__What you need to do__
After counting the lines below that hold the word "ListenerSpec", reply with the count and nothing else.
==== Extracted material ====
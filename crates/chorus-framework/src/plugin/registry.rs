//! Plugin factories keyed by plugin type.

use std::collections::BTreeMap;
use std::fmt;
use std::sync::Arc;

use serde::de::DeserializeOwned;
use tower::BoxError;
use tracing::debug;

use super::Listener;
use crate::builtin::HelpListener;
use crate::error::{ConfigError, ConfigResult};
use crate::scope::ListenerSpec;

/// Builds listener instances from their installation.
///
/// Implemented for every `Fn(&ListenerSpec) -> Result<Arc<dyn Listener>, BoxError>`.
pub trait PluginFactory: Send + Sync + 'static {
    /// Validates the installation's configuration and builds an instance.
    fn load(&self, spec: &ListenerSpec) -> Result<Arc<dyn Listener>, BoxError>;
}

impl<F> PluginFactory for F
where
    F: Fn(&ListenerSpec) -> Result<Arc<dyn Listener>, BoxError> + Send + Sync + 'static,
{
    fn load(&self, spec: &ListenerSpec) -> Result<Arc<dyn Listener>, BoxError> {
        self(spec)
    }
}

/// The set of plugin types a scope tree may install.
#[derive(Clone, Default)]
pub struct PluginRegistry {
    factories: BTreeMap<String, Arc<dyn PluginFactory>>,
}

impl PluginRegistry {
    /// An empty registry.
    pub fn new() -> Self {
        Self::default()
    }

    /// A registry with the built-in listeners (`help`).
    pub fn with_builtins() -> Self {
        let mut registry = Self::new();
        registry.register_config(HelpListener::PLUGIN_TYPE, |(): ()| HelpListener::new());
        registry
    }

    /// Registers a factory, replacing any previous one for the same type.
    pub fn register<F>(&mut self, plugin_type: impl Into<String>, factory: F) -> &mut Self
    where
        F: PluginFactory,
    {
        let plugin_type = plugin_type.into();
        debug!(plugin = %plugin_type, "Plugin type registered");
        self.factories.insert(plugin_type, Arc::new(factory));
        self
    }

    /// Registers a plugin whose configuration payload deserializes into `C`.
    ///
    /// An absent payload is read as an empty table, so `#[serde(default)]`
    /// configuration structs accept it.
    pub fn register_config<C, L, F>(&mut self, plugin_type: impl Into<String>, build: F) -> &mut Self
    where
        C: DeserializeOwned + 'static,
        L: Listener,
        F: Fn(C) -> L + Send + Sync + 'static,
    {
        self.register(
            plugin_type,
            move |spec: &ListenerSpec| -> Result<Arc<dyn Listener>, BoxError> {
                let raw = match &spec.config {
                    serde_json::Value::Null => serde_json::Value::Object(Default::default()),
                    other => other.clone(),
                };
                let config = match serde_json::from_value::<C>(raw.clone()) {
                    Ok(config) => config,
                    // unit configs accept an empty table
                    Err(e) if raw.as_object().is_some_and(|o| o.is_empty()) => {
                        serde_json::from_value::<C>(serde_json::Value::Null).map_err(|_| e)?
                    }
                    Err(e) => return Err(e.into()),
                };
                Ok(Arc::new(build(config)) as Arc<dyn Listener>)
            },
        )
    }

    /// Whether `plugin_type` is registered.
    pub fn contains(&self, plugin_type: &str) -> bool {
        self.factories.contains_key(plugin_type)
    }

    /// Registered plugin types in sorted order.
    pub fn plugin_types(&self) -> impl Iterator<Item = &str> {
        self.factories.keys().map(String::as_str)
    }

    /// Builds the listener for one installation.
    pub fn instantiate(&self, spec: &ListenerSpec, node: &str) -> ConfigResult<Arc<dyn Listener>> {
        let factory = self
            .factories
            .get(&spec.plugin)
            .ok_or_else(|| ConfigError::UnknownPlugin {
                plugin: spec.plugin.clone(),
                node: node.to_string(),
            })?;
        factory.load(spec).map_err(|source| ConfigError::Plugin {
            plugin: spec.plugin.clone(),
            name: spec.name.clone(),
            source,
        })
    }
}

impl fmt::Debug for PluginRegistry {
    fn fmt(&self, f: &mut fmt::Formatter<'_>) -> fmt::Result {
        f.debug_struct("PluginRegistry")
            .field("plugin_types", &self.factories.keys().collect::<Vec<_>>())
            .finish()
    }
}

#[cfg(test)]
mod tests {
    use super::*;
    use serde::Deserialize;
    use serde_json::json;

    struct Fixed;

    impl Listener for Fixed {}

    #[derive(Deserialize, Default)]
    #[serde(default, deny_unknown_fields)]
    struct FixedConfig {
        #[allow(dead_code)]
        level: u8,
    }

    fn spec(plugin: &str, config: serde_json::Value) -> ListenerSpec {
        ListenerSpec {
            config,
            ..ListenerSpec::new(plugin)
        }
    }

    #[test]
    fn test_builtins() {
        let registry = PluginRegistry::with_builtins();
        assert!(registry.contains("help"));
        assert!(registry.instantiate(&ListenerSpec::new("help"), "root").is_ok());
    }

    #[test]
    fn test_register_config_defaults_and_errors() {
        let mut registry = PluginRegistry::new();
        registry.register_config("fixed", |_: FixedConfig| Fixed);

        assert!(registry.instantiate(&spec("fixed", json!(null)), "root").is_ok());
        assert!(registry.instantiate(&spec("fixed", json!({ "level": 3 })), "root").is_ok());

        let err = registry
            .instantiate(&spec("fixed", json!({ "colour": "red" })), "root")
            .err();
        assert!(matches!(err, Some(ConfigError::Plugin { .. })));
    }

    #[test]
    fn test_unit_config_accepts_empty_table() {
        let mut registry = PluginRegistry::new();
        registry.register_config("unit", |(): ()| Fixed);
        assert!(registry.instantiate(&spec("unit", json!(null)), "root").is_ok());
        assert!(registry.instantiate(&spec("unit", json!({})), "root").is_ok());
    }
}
====
__Answer area__
11